Requirement = When a line of the entries contains "Alonso", please list that line.

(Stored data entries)
****
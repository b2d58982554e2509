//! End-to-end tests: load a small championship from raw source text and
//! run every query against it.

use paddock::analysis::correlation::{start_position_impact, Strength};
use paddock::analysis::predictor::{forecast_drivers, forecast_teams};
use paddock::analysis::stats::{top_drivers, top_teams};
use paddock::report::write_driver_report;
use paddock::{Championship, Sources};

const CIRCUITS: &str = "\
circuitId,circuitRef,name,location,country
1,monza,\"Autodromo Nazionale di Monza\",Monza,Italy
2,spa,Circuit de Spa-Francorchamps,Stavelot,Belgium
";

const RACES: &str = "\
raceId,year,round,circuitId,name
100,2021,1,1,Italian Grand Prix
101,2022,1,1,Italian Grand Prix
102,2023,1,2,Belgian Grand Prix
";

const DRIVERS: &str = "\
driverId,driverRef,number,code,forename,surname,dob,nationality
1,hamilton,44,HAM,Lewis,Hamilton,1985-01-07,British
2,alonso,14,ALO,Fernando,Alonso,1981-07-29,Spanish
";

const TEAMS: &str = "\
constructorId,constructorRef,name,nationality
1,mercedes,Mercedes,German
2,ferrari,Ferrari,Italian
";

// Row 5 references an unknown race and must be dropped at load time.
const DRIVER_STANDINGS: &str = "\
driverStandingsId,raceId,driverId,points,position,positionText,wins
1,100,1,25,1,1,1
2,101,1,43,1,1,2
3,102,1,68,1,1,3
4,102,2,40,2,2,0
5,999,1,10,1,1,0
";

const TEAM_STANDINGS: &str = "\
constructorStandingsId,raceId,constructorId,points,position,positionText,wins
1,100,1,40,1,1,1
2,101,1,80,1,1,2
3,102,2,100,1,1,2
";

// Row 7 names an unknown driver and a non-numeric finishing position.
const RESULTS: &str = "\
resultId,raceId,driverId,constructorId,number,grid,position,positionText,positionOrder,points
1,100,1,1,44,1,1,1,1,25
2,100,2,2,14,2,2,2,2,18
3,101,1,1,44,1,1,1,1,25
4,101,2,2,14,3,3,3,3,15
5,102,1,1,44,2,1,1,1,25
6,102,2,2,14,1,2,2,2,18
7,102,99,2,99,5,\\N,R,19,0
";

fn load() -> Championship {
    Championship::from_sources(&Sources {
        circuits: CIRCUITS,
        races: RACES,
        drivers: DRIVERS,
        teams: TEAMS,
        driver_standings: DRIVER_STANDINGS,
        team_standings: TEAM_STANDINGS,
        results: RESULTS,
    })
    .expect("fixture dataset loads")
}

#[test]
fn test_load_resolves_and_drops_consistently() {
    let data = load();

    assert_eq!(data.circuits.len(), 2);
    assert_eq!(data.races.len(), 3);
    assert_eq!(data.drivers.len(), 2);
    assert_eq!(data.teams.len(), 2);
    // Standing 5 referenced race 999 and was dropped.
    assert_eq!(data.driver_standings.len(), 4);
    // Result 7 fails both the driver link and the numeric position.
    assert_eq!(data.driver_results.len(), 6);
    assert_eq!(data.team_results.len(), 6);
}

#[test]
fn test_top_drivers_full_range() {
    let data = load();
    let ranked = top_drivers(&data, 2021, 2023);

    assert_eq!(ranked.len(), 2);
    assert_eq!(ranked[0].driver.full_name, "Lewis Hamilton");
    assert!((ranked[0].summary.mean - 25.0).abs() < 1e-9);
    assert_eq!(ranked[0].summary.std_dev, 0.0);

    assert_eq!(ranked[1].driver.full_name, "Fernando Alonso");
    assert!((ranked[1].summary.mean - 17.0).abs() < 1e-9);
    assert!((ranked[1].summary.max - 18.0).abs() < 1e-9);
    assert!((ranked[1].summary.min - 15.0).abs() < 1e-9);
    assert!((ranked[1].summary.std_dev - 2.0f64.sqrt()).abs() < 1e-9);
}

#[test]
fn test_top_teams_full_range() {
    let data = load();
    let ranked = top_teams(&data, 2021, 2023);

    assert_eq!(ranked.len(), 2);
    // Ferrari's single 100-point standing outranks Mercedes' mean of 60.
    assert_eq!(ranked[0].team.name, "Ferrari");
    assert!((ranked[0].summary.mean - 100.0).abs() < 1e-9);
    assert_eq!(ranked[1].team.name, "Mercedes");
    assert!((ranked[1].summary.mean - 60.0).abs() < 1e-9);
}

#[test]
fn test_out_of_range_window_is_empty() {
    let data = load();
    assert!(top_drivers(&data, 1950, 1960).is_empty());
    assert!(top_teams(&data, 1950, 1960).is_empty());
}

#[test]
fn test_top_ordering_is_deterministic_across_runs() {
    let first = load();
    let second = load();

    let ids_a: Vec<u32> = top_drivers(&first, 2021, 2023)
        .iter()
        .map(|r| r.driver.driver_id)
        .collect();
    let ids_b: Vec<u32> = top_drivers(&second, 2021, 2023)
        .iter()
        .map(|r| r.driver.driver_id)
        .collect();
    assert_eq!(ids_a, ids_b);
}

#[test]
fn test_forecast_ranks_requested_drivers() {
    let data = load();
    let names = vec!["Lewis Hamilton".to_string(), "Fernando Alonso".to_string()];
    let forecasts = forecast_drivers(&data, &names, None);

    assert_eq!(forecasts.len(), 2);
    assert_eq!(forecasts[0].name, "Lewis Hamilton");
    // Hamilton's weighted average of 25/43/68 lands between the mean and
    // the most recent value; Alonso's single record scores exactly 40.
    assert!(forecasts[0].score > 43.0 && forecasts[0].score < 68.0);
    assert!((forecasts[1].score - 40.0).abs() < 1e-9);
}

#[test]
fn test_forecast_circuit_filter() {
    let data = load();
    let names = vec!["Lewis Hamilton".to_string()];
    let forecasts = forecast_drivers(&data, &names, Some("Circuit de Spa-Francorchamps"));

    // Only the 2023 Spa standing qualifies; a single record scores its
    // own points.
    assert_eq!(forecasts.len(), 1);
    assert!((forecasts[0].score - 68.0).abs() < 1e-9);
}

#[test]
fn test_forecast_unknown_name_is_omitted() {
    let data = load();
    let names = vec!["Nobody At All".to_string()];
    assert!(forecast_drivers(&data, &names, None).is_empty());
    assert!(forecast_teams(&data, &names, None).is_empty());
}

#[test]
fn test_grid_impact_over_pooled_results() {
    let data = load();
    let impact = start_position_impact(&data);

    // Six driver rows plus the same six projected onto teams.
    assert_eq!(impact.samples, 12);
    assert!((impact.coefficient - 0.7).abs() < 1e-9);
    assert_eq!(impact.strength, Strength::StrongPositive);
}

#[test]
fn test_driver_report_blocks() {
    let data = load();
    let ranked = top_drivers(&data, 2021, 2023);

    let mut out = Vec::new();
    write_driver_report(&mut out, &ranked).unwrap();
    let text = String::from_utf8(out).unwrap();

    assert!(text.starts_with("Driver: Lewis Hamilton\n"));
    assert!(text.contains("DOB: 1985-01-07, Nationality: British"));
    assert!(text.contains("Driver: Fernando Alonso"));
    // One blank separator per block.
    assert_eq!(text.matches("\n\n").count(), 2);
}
****
Worked solution =
2,alonso,14,ALO,Fernando,Alonso,1981-07-29,Spanish
    assert_eq!(ranked[1].driver.full_name, "Fernando Alonso");
    let names = vec!["Lewis Hamilton".to_string(), "Fernando Alonso".to_string()];
    // the most recent value; Alonso's single record scores exactly 40.
    assert!(text.contains("Driver: Fernando Alonso"));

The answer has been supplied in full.